• WHAT TO WORK ON: All lines in the material containing the word "LedgerError" need to be copied.

• EXERCISE INPUTS:
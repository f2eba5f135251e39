//! Named hyperparameter profiles for end-to-end experiments.

use crate::error::{CacheError, CacheResult};
use crate::request::TrainingParams;
use chrono::{DateTime, Local};
use serde::{Deserialize, Serialize};

#[derive(Debug, Clone, Copy, PartialEq, Eq, Serialize, Deserialize)]
#[serde(rename_all = "snake_case")]
pub enum ProfileName {
    Quick,
    Default,
    Full,
}

impl ProfileName {
    pub const ALL: [Self; 3] = [Self::Quick, Self::Default, Self::Full];

    #[must_use]
    pub fn as_str(self) -> &'static str {
        match self {
            Self::Quick => "quick",
            Self::Default => "default",
            Self::Full => "full",
        }
    }
}

impl std::str::FromStr for ProfileName {
    type Err = CacheError;

    fn from_str(s: &str) -> CacheResult<Self> {
        Self::ALL.into_iter().find(|p| p.as_str() == s).ok_or_else(|| {
            let names: Vec<&str> = Self::ALL.iter().map(|p| p.as_str()).collect();
            CacheError::InvalidRequest(format!("invalid profile '{s}'. Must be one of: {}", names.join(", ")))
        })
    }
}

impl std::fmt::Display for ProfileName {
    fn fmt(&self, f: &mut std::fmt::Formatter<'_>) -> std::fmt::Result {
        f.write_str(self.as_str())
    }
}

#[derive(Debug, Clone, PartialEq, Serialize, Deserialize)]
pub struct TrainingProfile {
    pub name: ProfileName,
    pub description: String,
    /// `None` downloads every sample.
    pub max_samples: Option<u64>,
    pub epochs: u32,
    pub batch_size: u32,
    pub learning_rate: f64,
    pub warmup_steps: u32,
    pub save_steps: u32,
    pub logging_steps: u32,
    pub eval_steps: u32,
}

impl TrainingProfile {
    #[must_use]
    pub fn get(name: ProfileName) -> Self {
        let (description, max_samples, epochs, batch_size, warmup_steps, save_steps, logging_steps, eval_steps) =
            match name {
                ProfileName::Quick => ("Fast testing profile with minimal samples", Some(100), 1, 32, 50, 500, 50, 250),
                ProfileName::Default => {
                    ("Balanced training profile for typical experiments", Some(1000), 3, 16, 100, 500, 50, 250)
                }
                ProfileName::Full => ("Complete training with all available data", None, 5, 8, 200, 1000, 100, 500),
            };

        Self {
            name,
            description: description.to_string(),
            max_samples,
            epochs,
            batch_size,
            learning_rate: 2e-5,
            warmup_steps,
            save_steps,
            logging_steps,
            eval_steps,
        }
    }

    /// Training parameters for an experiment run under this profile.
    #[must_use]
    pub fn training_params(&self) -> TrainingParams {
        TrainingParams {
            epochs: self.epochs,
            batch_size: self.batch_size,
            learning_rate: self.learning_rate,
            warmup_steps: self.warmup_steps,
            save_steps: self.save_steps,
            logging_steps: self.logging_steps,
            eval_steps: self.eval_steps,
            max_length: 512,
            gradient_accumulation_steps: 2,
            fp16: false,
            seed: 42,
        }
    }
}

/// `exp_<YYYYMMDD_HHMMSS>_<dataset>_<model_short>`, safe to use as a directory name.
#[must_use]
pub fn experiment_name(dataset_name: &str, model_name: &str, at: DateTime<Local>) -> String {
    let model_short = model_name.rsplit('/').next().unwrap_or(model_name);
    format!(
        "exp_{}_{}_{}",
        at.format("%Y%m%d_%H%M%S"),
        sanitize(dataset_name),
        sanitize(model_short)
    )
}

fn sanitize(name: &str) -> String {
    name.replace(['/', ' '], "_")
}

#[cfg(test)]
mod tests {
    use super::*;
    use chrono::TimeZone;

    #[test]
    fn test_profile_parse() {
        assert_eq!("quick".parse::<ProfileName>().unwrap(), ProfileName::Quick);
        let err = "turbo".parse::<ProfileName>().unwrap_err();
        assert!(err.to_string().contains("quick, default, full"));
    }

    #[test]
    fn test_profiles_match_table() {
        let quick = TrainingProfile::get(ProfileName::Quick);
        assert_eq!((quick.max_samples, quick.epochs, quick.batch_size), (Some(100), 1, 32));

        let full = TrainingProfile::get(ProfileName::Full);
        assert_eq!(full.max_samples, None);
        assert_eq!(full.training_params().gradient_accumulation_steps, 2);
    }

    #[test]
    fn test_experiment_name() {
        let at = Local.with_ymd_and_hms(2024, 3, 9, 14, 5, 7).unwrap();
        assert_eq!(
            experiment_name("stanford nlp/imdb", "prajjwal1/bert-tiny", at),
            "exp_20240309_140507_stanford_nlp_imdb_bert-tiny"
        );
    }
}
//! Member model
//!
//! A member is a person who can belong to groups, pay for expenses and
//! record settlement payments.

use chrono::{DateTime, Utc};
use serde::{Deserialize, Serialize};
use std::fmt;

use super::ids::MemberId;

/// A person taking part in shared expenses
#[derive(Debug, Clone, PartialEq, Eq, Serialize, Deserialize)]
pub struct Member {
    /// Unique identifier
    pub id: MemberId,

    /// Display name
    pub name: String,

    /// Contact email (optional)
    #[serde(default, skip_serializing_if = "Option::is_none")]
    pub email: Option<String>,

    /// When the member was created
    #[serde(default = "Utc::now")]
    pub created_at: DateTime<Utc>,
}

impl Member {
    /// Create a new member with a generated id
    pub fn new(name: impl Into<String>) -> Self {
        Self::with_id(MemberId::new(), name)
    }

    /// Create a member with a known id
    pub fn with_id(id: impl Into<MemberId>, name: impl Into<String>) -> Self {
        Self {
            id: id.into(),
            name: name.into(),
            email: None,
            created_at: Utc::now(),
        }
    }

    /// Normalize a name or email for case-insensitive lookup
    pub fn normalize(value: &str) -> String {
        value.trim().to_lowercase()
    }

    /// Validate the member
    pub fn validate(&self) -> Result<(), MemberValidationError> {
        if self.name.trim().is_empty() {
            return Err(MemberValidationError::EmptyName);
        }

        if self.name.len() > 100 {
            return Err(MemberValidationError::NameTooLong(self.name.len()));
        }

        if let Some(email) = &self.email {
            if !is_valid_email(email) {
                return Err(MemberValidationError::InvalidEmail(email.clone()));
            }
        }

        Ok(())
    }
}

/// Loose `local@domain.tld` check with no whitespace
fn is_valid_email(email: &str) -> bool {
    if email.chars().any(char::is_whitespace) {
        return false;
    }
    match email.split_once('@') {
        Some((local, domain)) => {
            !local.is_empty()
                && !domain.contains('@')
                && domain
                    .split_once('.')
                    .is_some_and(|(host, tld)| !host.is_empty() && !tld.is_empty())
        }
        None => false,
    }
}

impl fmt::Display for Member {
    fn fmt(&self, f: &mut fmt::Formatter<'_>) -> fmt::Result {
        write!(f, "{}", self.name)
    }
}

/// Validation errors for members
#[derive(Debug, Clone, PartialEq, Eq)]
pub enum MemberValidationError {
    EmptyName,
    NameTooLong(usize),
    InvalidEmail(String),
}

impl fmt::Display for MemberValidationError {
    fn fmt(&self, f: &mut fmt::Formatter<'_>) -> fmt::Result {
        match self {
            Self::EmptyName => write!(f, "Member name cannot be empty"),
            Self::NameTooLong(len) => {
                write!(f, "Member name too long ({} chars, max 100)", len)
            }
            Self::InvalidEmail(email) => write!(f, "Invalid email address: {}", email),
        }
    }
}

impl std::error::Error for MemberValidationError {}
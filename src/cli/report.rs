//! Report CLI commands
//!
//! `balances`, `settle` and `export` all run the reconciliation engine over a
//! group's stored records; nothing they compute is written back.

use std::fs::File;
use std::io::{self, BufWriter, Write};
use std::path::PathBuf;

use crate::config::settings::Settings;
use crate::display::{format_report, format_settlement, format_warnings};
use crate::error::{LedgerError, LedgerResult};
use crate::export::{export_report, ExportFormat};
use crate::services::{GroupReport, GroupService, LedgerService};
use crate::storage::Storage;

fn load_report(storage: &Storage, settings: &Settings, group: &str) -> LedgerResult<GroupReport> {
    let group = GroupService::new(storage).resolve(group)?;
    LedgerService::with_settings(storage, settings).report(&group.id)
}

/// Handle `balances`: the balance table plus suggested transfers
pub fn handle_balances(storage: &Storage, settings: &Settings, group: &str) -> LedgerResult<()> {
    let report = load_report(storage, settings, group)?;
    print!(
        "{}",
        format_report(&report, &settings.currency_symbol, settings.show_warnings)
    );
    Ok(())
}

/// Handle `settle`: only the suggested transfers, one per line
pub fn handle_settle(storage: &Storage, settings: &Settings, group: &str) -> LedgerResult<()> {
    let report = load_report(storage, settings, group)?;
    print!("{}", format_settlement(&report.plan, &settings.currency_symbol));
    if settings.show_warnings && !report.balances.is_clean() {
        eprint!("{}", format_warnings(report.balances.warnings()));
    }
    Ok(())
}

/// Handle `export`: write the report to a file, or stdout when no path is given
pub fn handle_export(
    storage: &Storage,
    settings: &Settings,
    group: &str,
    format: Option<ExportFormat>,
    output: Option<PathBuf>,
) -> LedgerResult<()> {
    let report = load_report(storage, settings, group)?;
    let format = format.unwrap_or(settings.default_export_format);

    match output {
        Some(path) => {
            let file = File::create(&path).map_err(|e| {
                LedgerError::Export(format!("Failed to create file {}: {}", path.display(), e))
            })?;
            let mut writer = BufWriter::new(file);
            export_report(&report, &settings.currency_symbol, format, &mut writer)?;
            writer
                .flush()
                .map_err(|e| LedgerError::Export(e.to_string()))?;

            println!(
                "Exported {} balances for '{}' as {} to: {}",
                report.balances.balances().len(),
                report.group.name,
                format,
                path.display()
            );
        }
        None => {
            let stdout = io::stdout();
            let mut writer = stdout.lock();
            export_report(&report, &settings.currency_symbol, format, &mut writer)?;
            if format == ExportFormat::Json {
                writeln!(writer).map_err(|e| LedgerError::Export(e.to_string()))?;
            }
        }
    }

    Ok(())
}
//! JSON Export functionality
//!
//! Exports a group's balance report to JSON with schema versioning.

use chrono::{DateTime, Utc};
use serde::Serialize;
use std::io::Write;

use crate::engine::{Balance, SettlementTransfer};
use crate::error::{LedgerError, LedgerResult};
use crate::services::GroupReport;

/// Current export schema version
pub const EXPORT_SCHEMA_VERSION: &str = "1.0.0";

/// Balance report export structure
#[derive(Debug, Clone, Serialize)]
pub struct BalanceReport {
    /// Schema version for compatibility checking
    pub schema_version: String,

    /// Export timestamp
    pub exported_at: DateTime<Utc>,

    /// Application version that created the export
    pub app_version: String,

    pub group_id: String,
    pub group_name: String,
    pub currency_symbol: String,

    /// One entry per member, in membership order
    pub balances: Vec<BalanceEntry>,

    /// Suggested transfers, in the order they were matched
    pub settlements: Vec<TransferEntry>,

    /// Amounts left over when creditor and debtor totals disagree
    #[serde(skip_serializing_if = "Vec::is_empty")]
    pub unresolved: Vec<BalanceEntry>,

    /// References skipped while computing balances
    #[serde(skip_serializing_if = "Vec::is_empty")]
    pub warnings: Vec<String>,
}

/// A member's balance in an export
#[derive(Debug, Clone, PartialEq, Eq, Serialize)]
pub struct BalanceEntry {
    pub member_id: String,
    pub name: String,
    /// Signed amount in cents
    pub cents: i64,
    /// Signed decimal amount ("-12.50")
    pub amount: String,
}

/// A suggested transfer in an export
#[derive(Debug, Clone, PartialEq, Eq, Serialize)]
pub struct TransferEntry {
    pub from_id: String,
    pub from: String,
    pub to_id: String,
    pub to: String,
    pub cents: i64,
    pub amount: String,
    /// "Ben owes Asha $30.00"
    pub text: String,
}

impl BalanceEntry {
    fn from_balance(balance: &Balance) -> Self {
        Self {
            member_id: balance.member_id.to_string(),
            name: balance.name.clone(),
            cents: balance.balance.cents(),
            amount: balance.balance.to_decimal_string(),
        }
    }
}

impl TransferEntry {
    fn from_transfer(transfer: &SettlementTransfer, currency_symbol: &str) -> Self {
        Self {
            from_id: transfer.debtor_id.to_string(),
            from: transfer.debtor_name.clone(),
            to_id: transfer.creditor_id.to_string(),
            to: transfer.creditor_name.clone(),
            cents: transfer.amount.cents(),
            amount: transfer.amount.to_decimal_string(),
            text: transfer.describe(currency_symbol),
        }
    }
}

impl BalanceReport {
    /// Build an export from a computed group report
    pub fn from_report(report: &GroupReport, currency_symbol: &str) -> Self {
        Self {
            schema_version: EXPORT_SCHEMA_VERSION.to_string(),
            exported_at: Utc::now(),
            app_version: env!("CARGO_PKG_VERSION").to_string(),
            group_id: report.group.id.to_string(),
            group_name: report.group.name.clone(),
            currency_symbol: currency_symbol.to_string(),
            balances: report
                .balances
                .balances()
                .iter()
                .map(BalanceEntry::from_balance)
                .collect(),
            settlements: report
                .plan
                .transfers
                .iter()
                .map(|t| TransferEntry::from_transfer(t, currency_symbol))
                .collect(),
            unresolved: report
                .plan
                .unresolved
                .iter()
                .map(BalanceEntry::from_balance)
                .collect(),
            warnings: report
                .balances
                .warnings()
                .iter()
                .map(|w| w.to_string())
                .collect(),
        }
    }
}

/// Export a group report to JSON
pub fn export_report_json<W: Write>(
    report: &GroupReport,
    currency_symbol: &str,
    writer: &mut W,
    pretty: bool,
) -> LedgerResult<()> {
    let export = BalanceReport::from_report(report, currency_symbol);

    if pretty {
        serde_json::to_writer_pretty(writer, &export)
    } else {
        serde_json::to_writer(writer, &export)
    }
    .map_err(|e| LedgerError::Export(e.to_string()))?;

    Ok(())
}

#[cfg(test)]
mod tests {
    use super::*;
    use crate::export::test_support::sample_report;

    #[test]
    fn test_json_export() {
        let report = sample_report();
        let mut output = Vec::new();
        export_report_json(&report, "$", &mut output, true).unwrap();

        let json_str = String::from_utf8(output).unwrap();
        assert!(json_str.contains("\"schema_version\""));
        assert!(json_str.contains("\"group_name\": \"Trip, 2024\""));

        let json: serde_json::Value = serde_json::from_str(&json_str).unwrap();
        assert_eq!(json["schema_version"], EXPORT_SCHEMA_VERSION);
        let cents: Vec<i64> = json["balances"]
            .as_array()
            .unwrap()
            .iter()
            .map(|b| b["cents"].as_i64().unwrap())
            .collect();
        assert_eq!(cents, vec![5_000, -2_000, -2_500]);
        assert_eq!(json["balances"][1]["amount"], "-20.00");

        assert_eq!(json["settlements"][0]["text"], "Ben owes Asha $20.00");
        assert_eq!(json["settlements"][1]["text"], "Chen owes Asha $25.00");
        assert_eq!(json["settlements"][1]["from_id"], "c");

        assert_eq!(json["unresolved"][0]["cents"], 500);
        assert_eq!(json["warnings"].as_array().unwrap().len(), 1);
    }

    #[test]
    fn test_compact_export_omits_empty_sections() {
        let mut report = sample_report();
        report.plan.unresolved.clear();
        let mut output = Vec::new();
        export_report_json(&report, "$", &mut output, false).unwrap();

        let json_str = String::from_utf8(output).unwrap();
        assert!(!json_str.contains('\n'));
        assert!(!json_str.contains("\"unresolved\""));
    }
}
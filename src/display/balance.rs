//! Balance and settlement display formatting
//!
//! Renders a group report: the per-member balance table, the suggested
//! transfers, and any references the engine had to skip.

use tabled::settings::object::Columns;
use tabled::settings::{Alignment, Modify, Style};
use tabled::{Table, Tabled};

use crate::engine::{Balance, LedgerWarning, SettlementPlan};
use crate::models::Money;
use crate::services::GroupReport;

#[derive(Tabled)]
struct BalanceRow {
    #[tabled(rename = "Member")]
    name: String,
    #[tabled(rename = "Balance")]
    balance: String,
    #[tabled(rename = "Status")]
    status: &'static str,
}

/// Describe a balance in words
pub fn balance_status(balance: Money) -> &'static str {
    if balance.is_positive() {
        "gets back"
    } else if balance.is_negative() {
        "owes"
    } else {
        "settled"
    }
}

/// Format balances as a table
pub fn format_balance_table(balances: &[Balance], currency_symbol: &str) -> String {
    if balances.is_empty() {
        return "No members in this group.".to_string();
    }

    let rows: Vec<BalanceRow> = balances
        .iter()
        .map(|b| BalanceRow {
            name: b.name.clone(),
            balance: b.balance.format_with_symbol(currency_symbol),
            status: balance_status(b.balance),
        })
        .collect();

    Table::new(rows)
        .with(Style::psql())
        .with(Modify::new(Columns::single(1)).with(Alignment::right()))
        .to_string()
}

/// Format the settlement plan as one sentence per transfer
pub fn format_settlement(plan: &SettlementPlan, currency_symbol: &str) -> String {
    let mut output = String::new();

    if plan.is_settled() {
        output.push_str("All settled up.\n");
    } else {
        for transfer in &plan.transfers {
            output.push_str(&transfer.describe(currency_symbol));
            output.push('\n');
        }
    }

    if !plan.unresolved.is_empty() {
        output.push('\n');
        output.push_str("Left unmatched (creditor and debtor totals disagree):\n");
        for b in &plan.unresolved {
            output.push_str(&format!(
                "  {:<20} {}\n",
                b.name,
                b.balance.format_with_symbol(currency_symbol)
            ));
        }
    }

    output
}

/// Format skipped-reference warnings
pub fn format_warnings(warnings: &[LedgerWarning]) -> String {
    let mut output = String::new();
    for warning in warnings {
        output.push_str(&format!("warning: {}\n", warning));
    }
    output
}

/// Format a full group report
pub fn format_report(report: &GroupReport, currency_symbol: &str, show_warnings: bool) -> String {
    let mut output = String::new();

    output.push_str(&format!("Balances for {}\n\n", report.group.name));
    output.push_str(&format_balance_table(
        report.balances.balances(),
        currency_symbol,
    ));
    output.push_str("\n\nSettlement\n");
    output.push_str(&format_settlement(&report.plan, currency_symbol));

    if show_warnings && !report.balances.is_clean() {
        output.push('\n');
        output.push_str(&format_warnings(report.balances.warnings()));
    }

    output
}

#[cfg(test)]
mod tests {
    use super::*;
    use crate::engine::{plan_settlement, SettlementTransfer};
    use crate::models::{ExpenseId, MemberId};

    fn balances() -> Vec<Balance> {
        vec![
            Balance::new("a", "Asha", Money::from_cents(6_000)),
            Balance::new("b", "Ben", Money::from_cents(-3_000)),
            Balance::new("c", "Chen", Money::from_cents(-3_000)),
        ]
    }

    #[test]
    fn test_balance_table() {
        let table = format_balance_table(&balances(), "₹");
        assert!(table.contains("Member"));
        assert!(table.contains("Asha"));
        assert!(table.contains("₹60.00"));
        assert!(table.contains("-₹30.00"));
        assert!(table.contains("gets back"));
        assert!(table.contains("owes"));
    }

    #[test]
    fn test_empty_balance_table() {
        assert_eq!(format_balance_table(&[], "$"), "No members in this group.");
    }

    #[test]
    fn test_settlement_lines() {
        let plan = plan_settlement(&balances());
        let text = format_settlement(&plan, "$");
        assert_eq!(text, "Ben owes Asha $30.00\nChen owes Asha $30.00\n");
    }

    #[test]
    fn test_settled_and_unresolved() {
        assert_eq!(
            format_settlement(&SettlementPlan::default(), "$"),
            "All settled up.\n"
        );

        let plan = SettlementPlan {
            transfers: vec![SettlementTransfer {
                debtor_id: MemberId::from("b"),
                debtor_name: "Ben".into(),
                creditor_id: MemberId::from("a"),
                creditor_name: "Asha".into(),
                amount: Money::from_cents(1_000),
            }],
            unresolved: vec![Balance::new("a", "Asha", Money::from_cents(500))],
        };
        let text = format_settlement(&plan, "$");
        assert!(text.contains("Ben owes Asha $10.00"));
        assert!(text.contains("Left unmatched"));
        assert!(text.contains("$5.00"));
    }

    #[test]
    fn test_warnings() {
        let text = format_warnings(&[LedgerWarning::EmptySplit {
            expense_id: ExpenseId::from("e1"),
        }]);
        assert!(text.starts_with("warning: expense e1"));
    }
}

• EXPECTED ANSWER:
use crate::error::{LedgerError, LedgerResult};
                LedgerError::Export(format!("Failed to create file {}: {}", path.display(), e))
                .map_err(|e| LedgerError::Export(e.to_string()))?;
                writeln!(writer).map_err(|e| LedgerError::Export(e.to_string()))?;
use crate::error::{LedgerError, LedgerResult};
    .map_err(|e| LedgerError::Export(e.to_string()))?;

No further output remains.